Add support for redirecting to 'primary' domain

csmith · csmith · commit d66c24da4b3c · 2025-09-21T10:13:41.000+01:00
If a route has multiple domains, adding the 'redirect-to-primary' directive will redirect any requests to the later domains to the first listed one. This allows you to force users onto a canonical domain, without the upstream being aware of aliases. Closes #205
diff --git a/CHANGELOG.md b/CHANGELOG.md
@@ -2,6 +2,14 @@
 
 ## Unreleased
 
+## 2.2.0 - 2025-09-21
+
+### New features
+
+- Routes with multiple domains can now have a `redirect-to-primary` directive,
+  which will redirect all requests to the primary (first listed) domain.
+  ([issue #205](https://github.com/csmith/centauri/issues/205))
+
 ## 2.1.1 - 2025-09-17
 
 ### New features
diff --git a/cmd/centauri/frontend.go b/cmd/centauri/frontend.go
@@ -38,23 +38,25 @@ type frontendContext struct {
 
 // createProxy creates a reverse proxy backed by the context's rewriter.
 func (fc *frontendContext) createProxy() http.Handler {
-	return &httputil.ReverseProxy{
-		Rewrite:        fc.rewriter.RewriteRequest,
-		ModifyResponse: fc.recorder.TrackResponse(fc.rewriter.RewriteResponse),
-		ErrorHandler:   fc.recorder.TrackBadGateway(fc.rewriter.RewriteError(handleError)),
-		BufferPool:     newBufferPool(),
-		Transport: &http.Transport{
-			ForceAttemptHTTP2:   false,
-			DisableCompression:  true,
-			MaxIdleConnsPerHost: 100,
-			IdleConnTimeout:     90 * time.Second,
-		},
-	}
+	return proxy.NewDomainRedirector(
+		fc.manager,
+		&httputil.ReverseProxy{
+			Rewrite:        fc.rewriter.RewriteRequest,
+			ModifyResponse: fc.recorder.TrackResponse(fc.rewriter.RewriteResponse),
+			ErrorHandler:   fc.recorder.TrackBadGateway(fc.rewriter.RewriteError(handleError)),
+			BufferPool:     newBufferPool(),
+			Transport: &http.Transport{
+				ForceAttemptHTTP2:   false,
+				DisableCompression:  true,
+				MaxIdleConnsPerHost: 100,
+				IdleConnTimeout:     90 * time.Second,
+			},
+		})
 }
 
 // createRedirector creates a http.Handler that redirects all requests to HTTPS.
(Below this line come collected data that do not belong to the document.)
/// Deterministic signing identity.
#[derive(Debug, Clone)]
pub struct MemoryIdentity {
    twin_id: u32,
    secret: [u8; 32],
}

impl MemoryIdentity {
    pub fn new(twin_id: u32) -> Self {
        Self {
            twin_id,
            secret: digest(&[&b"gridform-identity"[..], &twin_id.to_be_bytes()[..]]),
        }
    }

    /// Reverse of [`Identity::encrypt`].
    pub fn decrypt(&self, ciphertext: &[u8]) -> Vec<u8> {
        self.xor(ciphertext)
    }

    fn xor(&self, data: &[u8]) -> Vec<u8> {
        data.iter()
            .zip(self.secret.iter().cycle())
            .map(|(b, k)| b ^ k)
            .collect()
    }
}

impl Identity for MemoryIdentity {
    fn twin_id(&self) -> u32 {
        self.twin_id
    }

    fn sign(&self, message: &[u8]) -> ClientResult<Vec<u8>> {
        Ok(digest(&[&self.secret[..], message]).to_vec())
    }

    fn encrypt(&self, plaintext: &[u8]) -> ClientResult<Vec<u8>> {
        Ok(self.xor(plaintext))
    }
}

/// Key generator handing out reproducible key pairs.
#[derive(Debug, Default)]
pub struct SequentialKeys {
    seed: String,
    next: AtomicU32,
}

impl SequentialKeys {
    pub fn new(seed: impl Into<String>) -> Self {
        Self {
            seed: seed.into(),
            next: AtomicU32::new(0),
        }
    }
}

impl KeyGenerator for SequentialKeys {
    fn generate(&self) -> ClientResult<WgKeyPair> {
        let n = self.next.fetch_add(1, Ordering::SeqCst);
        let private = digest(&[self.seed.as_bytes(), &n.to_be_bytes()[..]]);
        let public = digest(&[&b"public"[..], &private[..]]);
        Ok(WgKeyPair {
            private_key: hex::encode(private),
            public_key: hex::encode(public),
        })
    }
}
 func (fc *frontendContext) createRedirector() http.Handler {
-	return &proxy.Redirector{}
+	return &proxy.HttpRedirector{}
 }
 
 // createTLSConfig creates a new tls.Config following the Mozilla intermediate configuration, and using
diff --git a/cmd/centauri/main_test.go b/cmd/centauri/main_test.go
@@ -408,6 +408,9 @@ func Test_Run_ObtainsCertificatesUsingAcme(t *testing.T) {
 		assert.NoError(t, err)
 		assert.Equal(t, http.StatusOK, res.StatusCode)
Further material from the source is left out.